The small size of the MBR (512 bytes) restricts the functionality of the code that can be implemented within it. For this reason, the bootkit loads additional code to execute, called a malicious boot loader, which is placed in hidden storage at the end of the hard drive. To obtain the coordinates of the hidden storage on the disk, the MBR code uses the extended “get drive parameters” operation (operation code 48h in Table 8-1), which returns information about the hard drive’s size and geometry. This information allows the bootkit to compute the offset at which the additional code is located on the hard drive.
In Listing 8-4, you can see an automatically generated comment from IDA Pro for the instruction INT 13h ➌. During code analysis, IDA Pro identifies parameters passed to the BIOS disk service handler call and generates a comment with the name of the requested disk I/O operation and the register names used to pass parameters to the BIOS handler. This MBR code executes INT 13h with parameter 48h ➊. Upon execution, this routine fills a special structure called EXTENDED_GET_PARAMS that provides the drive parameters. The address of this structure is stored in the si register ➋.

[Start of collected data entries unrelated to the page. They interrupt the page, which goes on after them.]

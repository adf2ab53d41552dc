//! Gemini Provider
//!
//! Implementation of the LlmProvider trait for Google's `generateContent` API.
//! Gemini has no system role inside `contents`; the system prompt travels as
//! `systemInstruction` and in-conversation system notes are sent as user turns.

use async_trait::async_trait;
use serde::Deserialize;

use super::provider::{missing_api_key_error, parse_http_error, LlmProvider};
use super::types::{
    LlmError, LlmRequestOptions, LlmResponse, LlmResult, Message, MessageContent, MessageRole,
    ProviderConfig, StopReason, UsageStats,
};
use crate::http_client::build_http_client;

/// Default Gemini API root
const GEMINI_API_URL: &str = "https://generativelanguage.googleapis.com/v1beta";

/// Gemini provider
pub struct GeminiProvider {
    config: ProviderConfig,
    client: reqwest::Client,
}

impl GeminiProvider {
    /// Create a new Gemini provider with the given configuration
    pub fn new(config: ProviderConfig) -> LlmResult<Self> {
        let client = build_http_client(config.proxy_url.as_deref())?;
        Ok(Self { config, client })
    }

    fn api_root(&self) -> &str {
        self.config
            .base_url
            .as_deref()
            .unwrap_or(GEMINI_API_URL)
            .trim_end_matches('/')
    }

    /// Build an endpoint URL with the API key as query parameter
    fn endpoint(&self, path: &str, api_key: &str) -> LlmResult<url::Url> {
        let raw = format!("{}/{}", self.api_root(), path);
        let mut url = url::Url::parse(&raw).map_err(|e| LlmError::InvalidRequest {
            message: format!("Invalid Gemini endpoint '{}': {}", raw, e),
        })?;
        url.query_pairs_mut().append_pair("key", api_key);
        Ok(url)
    }

    /// Build the request body for the API
    fn build_request_body(
        &self,
        messages: &[Message],
        system: Option<&str>,
        request_options: &LlmRequestOptions,
    ) -> serde_json::Value {
        let mut generation_config = serde_json::json!({
            "maxOutputTokens": self.config.max_tokens,
            "temperature": request_options
                .temperature_override
                .unwrap_or(self.config.temperature),
        });
        if request_options.json_output {
            generation_config["responseMimeType"] = serde_json::json!("application/json");
        }

        let mut body = serde_json::json!({
            "contents": self.messages_to_contents(messages),
            "generationConfig": generation_config,
        });

        if let Some(sys) = system {
            body["systemInstruction"] = serde_json::json!({
                "parts": [{ "text": sys }]
            });
        }

        body
    }

    /// Convert messages to `contents`, merging consecutive turns of one role.
    fn messages_to_contents(&self, messages: &[Message]) -> Vec<serde_json::Value> {
        let mut contents: Vec<(String, Vec<serde_json::Value>)> = Vec::new();

        for msg in messages {
            let role = match msg.role {
                MessageRole::Assistant => "model",
                MessageRole::User | MessageRole::System => "user",
            };
            let parts: Vec<serde_json::Value> = msg
                .content
                .iter()
                .map(|c| match c {
                    MessageContent::Text { text } if msg.role == MessageRole::System => {
                        serde_json::json!({ "text": format!("[System note]\n{}", text) })
                    }
                    MessageContent::Text { text } => serde_json::json!({ "text": text }),
                    MessageContent::Image { media_type, data } => serde_json::json!({
                        "inlineData": { "mimeType": media_type, "data": data }
                    }),
                })
                .collect();

            match contents.last_mut() {
                Some((last_role, last_parts)) if last_role == role => last_parts.extend(parts),
                _ => contents.push((role.to_string(), parts)),
            }
        }

        contents
            .into_iter()
            .map(|(role, parts)| serde_json::json!({ "role": role, "parts": parts }))
            .collect()
    }

    /// Parse a response from the Gemini API
    fn parse_response(&self, response: &GeminiResponse) -> LlmResult<LlmResponse> {
        if let Some(feedback) = &response.prompt_feedback {
            if let Some(reason) = &feedback.block_reason {
                return Err(LlmError::InvalidRequest {
                    message: format!("Prompt blocked: {}", reason),
                });
            }
        }

        let candidate = response.candidates.first();
        let content = candidate
            .and_then(|c| c.content.as_ref())
            .map(|c| {
                c.parts
                    .iter()
                    .filter_map(|p| p.text.as_deref())
                    .collect::<Vec<_>>()
                    .join("")
            })
            .filter(|text| !text.is_empty());

        let stop_reason = candidate
            .and_then(|c| c.finish_reason.as_ref())
            .map(|r| StopReason::from(r.as_str()))
            .unwrap_or(StopReason::EndTurn);

        let usage = response
            .usage_metadata
            .as_ref()
            .map(|u| UsageStats {
                input_tokens: u.prompt_token_count.unwrap_or(0),
                output_tokens: u.candidates_token_count.unwrap_or(0),
                thinking_tokens: u.thoughts_token_count,
            })
            .unwrap_or_default();

        Ok(LlmResponse {
            content,
            stop_reason,
            usage,
            model: response
                .model_version
                .clone()
                .unwrap_or_else(|| self.config.model.clone()),
        })
    }
}

#[async_trait]
impl LlmProvider for GeminiProvider {
    fn name(&self) -> &'static str {
        "gemini"
    }

    fn model(&self) -> &str {
        &self.config.model
    }

    fn supports_multimodal(&self) -> bool {
        true
    }

    async fn send_message(
        &self,
        messages: Vec<Message>,
        system: Option<String>,
        request_options: LlmRequestOptions,
    ) -> LlmResult<LlmResponse> {
        let api_key = self
            .config
            .api_key
            .as_ref()
            .ok_or_else(|| missing_api_key_error("gemini"))?;

        let url = self.endpoint(
            &format!("models/{}:generateContent", self.config.model),
            api_key,
        )?;
        let body = self.build_request_body(&messages, system.as_deref(), &request_options);

        tracing::debug!(
            "[Gemini] generateContent model={} messages={}",
            self.config.model,
            messages.len()
        );

        let response = self
            .client
            .post(url)
            .header("Content-Type", "application/json")
            .json(&body)
            .send()
            .await
            .map_err(|e| LlmError::NetworkError {
                message: e.to_string(),
            })?;

        let status = response.status().as_u16();
        let body_text = response.text().await.map_err(|e| LlmError::NetworkError {
            message: e.to_string(),
        })?;

        if status != 200 {
            return Err(parse_http_error(status, &body_text, "gemini"));
        }

        let gemini_response: GeminiResponse =
            serde_json::from_str(&body_text).map_err(|e| LlmError::ParseError {
                message: format!("Failed to parse response: {}", e),
            })?;

        self.parse_response(&gemini_response)
    }

    async fn health_check(&self) -> LlmResult<()> {
        let api_key = self
            .config
            .api_key
            .as_ref()
            .ok_or_else(|| missing_api_key_error("gemini"))?;

        let url = self.endpoint(&format!("models/{}", self.config.model), api_key)?;
        let response = self
            .client
            .get(url)
            .send()
            .await
            .map_err(|e| LlmError::NetworkError {
                message: e.to_string(),
            })?;

        let status = response.status().as_u16();
        if status == 200 {
            Ok(())
        } else {
            let body = response.text().await.unwrap_or_default();
            Err(parse_http_error(status, &body, "gemini"))
        }
    }

    fn config(&self) -> &ProviderConfig {
        &self.config
    }
}

/// Gemini API response format
#[derive(Debug, Deserialize)]
#[serde(rename_all = "camelCase")]
struct GeminiResponse {
    #[serde(default)]
    candidates: Vec<Candidate>,
    usage_metadata: Option<UsageMetadata>,
    prompt_feedback: Option<PromptFeedback>,
    model_version: Option<String>,
}

#[derive(Debug, Deserialize)]
#[serde(rename_all = "camelCase")]
struct Candidate {
    content: Option<CandidateContent>,
    finish_reason: Option<String>,
}

#[derive(Debug, Deserialize)]
struct CandidateContent {
    #[serde(default)]
    parts: Vec<Part>,
}

#[derive(Debug, Deserialize)]
struct Part {
    text: Option<String>,
}

#[derive(Debug, Deserialize)]
#[serde(rename_all = "camelCase")]
struct UsageMetadata {
    prompt_token_count: Option<u32>,
    candidates_token_count: Option<u32>,
    thoughts_token_count: Option<u32>,
}

#[derive(Debug, Deserialize)]
#[serde(rename_all = "camelCase")]
struct PromptFeedback {
    block_reason: Option<String>,
}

The EXTENDED_GET_PARAMS routing is provided in Listing 8-5.
typedef struct _EXTENDED_GET_PARAMS {
WORD bResultSize; // Size of the result
WORD InfoFlags; // Information flags
DWORD CylNumber; // Number of physical cylinders on drive
DWORD HeadNumber; // Number of physical heads on drive
DWORD SectorsPerTrack; // Number of sectors per track
➊ QWORD TotalSectors; // Total number of sectors on drive
➋ WORD BytesPerSector; // Bytes per sector
} EXTENDED_GET_PARAMS, *PEXTENDED_GET_PARAMS;
Listing 8-5: The EXTENDED_GET_PARAMS structure layout
The only fields the bootkit actually looks at in the returned structure are the number of sectors on the hard drive ➊ and the size of the disk sector in bytes ➋. The bootkit computes the total size of the hard drive in bytes by multiplying these two values, then uses the result to locate the hidden storage at the end of the drive.

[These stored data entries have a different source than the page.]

//! Form fields shared by the new and edit transaction pages.

use maud::{Markup, html};
use serde::Deserialize;
use time::Date;

use crate::{
    category::Category,
    database_id::{CategoryId, GoalId},
    goal::Goal,
    html::{
        FORM_LABEL_STYLE, FORM_RADIO_GROUP_STYLE, FORM_RADIO_INPUT_STYLE, FORM_RADIO_LABEL_STYLE,
        FORM_TEXT_INPUT_STYLE,
    },
    transaction::{Transaction, TransactionBuilder, TransactionType},
};

/// The form data for creating or editing a transaction.
///
/// Must be extracted with axum_extra's `Form`, which reads the empty category
/// and goal options as `None`.
#[derive(Debug, Deserialize)]
pub struct TransactionForm {
    #[serde(rename = "type")]
    pub transaction_type: TransactionType,
    pub amount: f64,
    pub date: Date,
    #[serde(default)]
    pub description: String,
    #[serde(default)]
    pub category_id: Option<CategoryId>,
    #[serde(default)]
    pub goal_id: Option<GoalId>,
}

impl TransactionForm {
    pub fn into_builder(self) -> TransactionBuilder {
        Transaction::build(self.transaction_type, self.amount, self.date)
            .description(&self.description)
            .category(self.category_id)
            .goal(self.goal_id)
    }
}

/// The values the form fields start with.
pub struct TransactionFormDefaults<'a> {
    pub transaction_type: TransactionType,
    pub amount: Option<f64>,
    pub date: Date,
    pub description: Option<&'a str>,
    pub category_id: Option<CategoryId>,
    pub goal_id: Option<GoalId>,
    pub max_date: Date,
}

pub fn transaction_form_fields(
    defaults: &TransactionFormDefaults<'_>,
    categories: &[Category],
    goals: &[Goal],
) -> Markup {
    let amount_str = defaults.amount.map(|amount| format!("{amount:.2}"));

    html! {
        fieldset class="space-y-2"
        {
            legend class=(FORM_LABEL_STYLE) { "Transaction type" }

            div class=(FORM_RADIO_GROUP_STYLE)
            {
                @for transaction_type in [TransactionType::Expense, TransactionType::Income] {
                    @let id = format!("transaction-type-{}", transaction_type.as_str());

                    div class="flex items-center gap-3 flex-1"
                    {
                        input
                            name="type"
                            id=(id)
                            type="radio"
                            value=(transaction_type.as_str())
                            checked[transaction_type == defaults.transaction_type]
                            required
                            class=(FORM_RADIO_INPUT_STYLE);

                        label for=(id) class=(FORM_RADIO_LABEL_STYLE)
                        {
                            (transaction_type.label())
                        }
                    }
                }
            }
        }

        div
        {
            label for="amount" class=(FORM_LABEL_STYLE) { "Amount" }

            div class="input-wrapper w-full"
            {
                input
                    name="amount"
                    id="amount"
                    type="number"
                    step="0.01"
                    min="0.01"
                    placeholder="0.00"
                    required
                    autofocus
                    value=[amount_str.as_deref()]
                    class=(FORM_TEXT_INPUT_STYLE);
            }
        }

        div
        {
            label for="date" class=(FORM_LABEL_STYLE) { "Date" }

            input
                name="date"
                id="date"
                type="date"
                max=(defaults.max_date)
                value=(defaults.date)
                required
                class=(FORM_TEXT_INPUT_STYLE);
        }

        div
        {
            label for="description" class=(FORM_LABEL_STYLE) { "Description" }

            input
                name="description"
                id="description"
                type="text"
                placeholder="Description"
                value=[defaults.description]
                class=(FORM_TEXT_INPUT_STYLE);
        }

        div
        {
            label for="category_id" class=(FORM_LABEL_STYLE) { "Category" }

            select name="category_id" id="category_id" class=(FORM_TEXT_INPUT_STYLE)
            {
                option value="" { "Other" }

                @for category in categories.iter().filter(|category| !category.is_default) {
                    option
                        value=(category.id)
                        selected[Some(category.id) == defaults.category_id]
                    {
                        (category.name) " (" (category.category_type.label()) ")"
                    }
                }
            }
        }

        @if !goals.is_empty() {
            div
            {
                label for="goal_id" class=(FORM_LABEL_STYLE) { "Savings goal" }

                select name="goal_id" id="goal_id" class=(FORM_TEXT_INPUT_STYLE)
                {
                    option value="" { "None" }

                    @for goal in goals {
                        option value=(goal.id) selected[Some(goal.id) == defaults.goal_id]
                        {
                            (goal.name)
                        }
                    }
                }

                p class="mt-1 text-xs text-gray-500" { "Only income counts towards a goal." }
            }
        }
    }
}
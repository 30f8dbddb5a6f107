//! Totals and per-category breakdowns of a list of transactions.

use crate::database_id::CategoryId;

use super::{core::TransactionType, query::TransactionRow};

/// The money in, money out and what is left over.
#[derive(Debug, Clone, Copy, Default, PartialEq)]
pub struct Totals {
    pub income: f64,
    pub expenses: f64,
}

impl Totals {
    pub fn balance(&self) -> f64 {
        self.income - self.expenses
    }
}

pub fn calculate_totals(rows: &[TransactionRow]) -> Totals {
    rows.iter().fold(Totals::default(), |mut totals, row| {
        match row.transaction.transaction_type {
            TransactionType::Income => totals.income += row.transaction.amount,
            TransactionType::Expense => totals.expenses += row.transaction.amount,
        }

        totals
    })
}

/// How much of the income or expenses went to one category.
#[derive(Debug, Clone, PartialEq)]
pub struct CategorySummary {
    pub category_id: CategoryId,
    pub name: String,
    pub color: String,
    pub amount: f64,
    /// Share of the total for the transaction type as a whole percentage.
    pub percent: u8,
}

/// Group the rows of one transaction type by category, largest amount first.
pub fn category_summaries(
    rows: &[TransactionRow],
    transaction_type: TransactionType,
) -> Vec<CategorySummary> {
    let mut summaries: Vec<CategorySummary> = Vec::new();
    let mut total = 0.0;

    for row in rows
        .iter()
        .filter(|row| row.transaction.transaction_type == transaction_type)
    {
        total += row.transaction.amount;

        match summaries
            .iter_mut()
            .find(|summary| summary.category_id == row.transaction.category_id)
        {
            Some(summary) => summary.amount += row.transaction.amount,
            None => summaries.push(CategorySummary {
                category_id: row.transaction.category_id,
                name: row.category_name.clone(),
                color: row.category_color.clone(),
                amount: row.transaction.amount,
                percent: 0,
            }),
        }
    }

    for summary in &mut summaries {
        summary.percent = if total > 0.0 {
            (summary.amount / total * 100.0).round() as u8
        } else {
            0
        };
    }

    summaries.sort_by(|a, b| b.amount.total_cmp(&a.amount));
    summaries
}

Once the bootkit has obtained the hard drive parameters and calculated the offset of the hidden storage, the bootkit MBR code reads this hidden data from the disk with the extended read operation of the BIOS disk service. This data is the next-stage malicious boot loader intended to bypass OS security checks and load a malicious kernel-mode driver. Listing 8-6 shows the code that reads it into RAM.

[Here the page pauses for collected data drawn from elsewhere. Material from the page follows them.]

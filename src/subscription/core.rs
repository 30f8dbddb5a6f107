//! The subscription record kept in sync with the billing provider.

use std::fmt::Display;

use rusqlite::{
    Connection, OptionalExtension, Row, ToSql,
    types::{FromSql, FromSqlError, FromSqlResult, ToSqlOutput, ValueRef},
};
use time::{Duration, OffsetDateTime};

use crate::{Error, auth::UserID};

/// A subscription within this many days of its period end is about to expire.
pub const EXPIRING_WITHIN: Duration = Duration::days(7);

/// The status the billing provider reports for a subscription in good standing.
pub const ACTIVE_STATUS: &str = "active";

/// How often a subscription is billed.
#[derive(Debug, Clone, Copy, PartialEq, Eq)]
pub enum PlanType {
    Monthly,
    Annual,
}

impl PlanType {
    pub fn as_str(self) -> &'static str {
        match self {
            Self::Monthly => "monthly",
            Self::Annual => "annual",
        }
    }

    pub fn label(self) -> &'static str {
        match self {
            Self::Monthly => "Monthly",
            Self::Annual => "Annual",
        }
    }
}

impl Display for PlanType {
    fn fmt(&self, f: &mut std::fmt::Formatter<'_>) -> std::fmt::Result {
        f.write_str(self.as_str())
    }
}

impl ToSql for PlanType {
    fn to_sql(&self) -> rusqlite::Result<ToSqlOutput<'_>> {
        Ok(ToSqlOutput::from(self.as_str()))
    }
}

impl FromSql for PlanType {
    fn column_result(value: ValueRef<'_>) -> FromSqlResult<Self> {
        match value.as_str()? {
            "monthly" => Ok(Self::Monthly),
            "annual" => Ok(Self::Annual),
            other => Err(FromSqlError::Other(
                format!("unrecognized plan type \"{other}\"").into(),
            )),
        }
    }
}

/// A user's paid subscription as last reported by the billing provider.
#[derive(Debug, Clone, PartialEq)]
pub struct Subscription {
    pub user_id: UserID,
    /// The billing provider's ID for the paying customer.
    pub customer_id: String,
    /// The billing provider's ID for the subscription.
    pub subscription_id: String,
    /// The provider's status string, e.g. "active", "past_due" or "canceled".
    pub status: String,
    pub plan_type: PlanType,
    pub current_period_start: Option<OffsetDateTime>,
    pub current_period_end: Option<OffsetDateTime>,
    pub cancel_at_period_end: bool,
    /// The creation time, in Unix seconds, of the newest billing event applied to the record.
    pub last_event_at: i64,
}

impl Subscription {
    /// Whether the user has paid for the current period.
    ///
    /// A subscription without a period end never lapses on its own.
    pub fn is_active(&self, now: OffsetDateTime) -> bool {
        self.status == ACTIVE_STATUS
            && self
                .current_period_end
                .is_none_or(|period_end| now <= period_end)
    }

    /// Whether the subscription is active but its period ends within [EXPIRING_WITHIN].
    pub fn is_expiring(&self, now: OffsetDateTime) -> bool {
        match self.current_period_end {
            Some(period_end) => self.is_active(now) && period_end <= now + EXPIRING_WITHIN,
            None => false,
        }
    }
}

const SUBSCRIPTION_COLUMNS: &str = "user_id, customer_id, subscription_id, status, plan_type, \
    current_period_start, current_period_end, cancel_at_period_end, last_event_at";

/// Get the user's subscription, or `None` if they never subscribed.
pub fn get_subscription(
    user_id: UserID,
    connection: &Connection,
) -> Result<Option<Subscription>, Error> {
    connection
        .prepare(&format!(
            "SELECT {SUBSCRIPTION_COLUMNS} FROM subscription WHERE user_id = ?1"
        ))?
        .query_row([user_id], map_subscription_row)
        .optional()
        .map_err(|error| error.into())
}

pub fn create_subscription_table(connection: &Connection) -> Result<(), rusqlite::Error> {
    connection.execute_batch(
        "CREATE TABLE IF NOT EXISTS subscription (
            user_id INTEGER PRIMARY KEY,
            customer_id TEXT NOT NULL,
            subscription_id TEXT NOT NULL UNIQUE,
            status TEXT NOT NULL,
            plan_type TEXT NOT NULL CHECK (plan_type IN ('monthly', 'annual')),
            current_period_start TEXT,
            current_period_end TEXT,
            cancel_at_period_end INTEGER NOT NULL DEFAULT 0,
            last_event_at INTEGER NOT NULL DEFAULT 0,
            FOREIGN KEY(user_id) REFERENCES user(id) ON DELETE CASCADE
        );",
    )
}

/// Create the table of billing event IDs that have already been applied.
pub fn create_billing_event_table(connection: &Connection) -> Result<(), rusqlite::Error> {
    connection.execute_batch(
        "CREATE TABLE IF NOT EXISTS billing_event (
            id TEXT PRIMARY KEY,
            type TEXT NOT NULL,
            received_at TEXT NOT NULL
        );",
    )
}

fn map_subscription_row(row: &Row) -> Result<Subscription, rusqlite::Error> {
    Ok(Subscription {
        user_id: UserID::new(row.get(0)?),
        customer_id: row.get(1)?,
        subscription_id: row.get(2)?,
        status: row.get(3)?,
        plan_type: row.get(4)?,
        current_period_start: row.get(5)?,
        current_period_end: row.get(6)?,
        cancel_at_period_end: row.get(7)?,
        last_event_at: row.get(8)?,
    })
}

seg000:7C4C read_loop: ; CODE XREF: seg000:7C5Dj
seg000:7C4C ➊ call read_sector
seg000:7C4F mov si, 7D1Dh
seg000:7C52 mov cx, ds:word_7D1B
seg000:7C56 rep movsb
seg000:7C58 mov ax, ds:word_7D19
seg000:7C5B test ax, ax
seg000:7C5D jnz short read_loop
seg000:7C5F popa
seg000:7C60 ➋ jmp far boot_loader
Listing 8-6: Code for loading an additional malicious boot loader from the disk
In the read_loop, this code repeatedly reads sectors from the hard drive using the routine read_sector ➊ and stores them in the previously allocated memory buffer. Then the code transfers control to this malicious boot loader by executing a jmp far instruction ➋.
Looking at the code of the read_sector routine, in Listing 8-7 you can see the usage of INT 13h with the parameter 42h, which corresponds to the extended read operation.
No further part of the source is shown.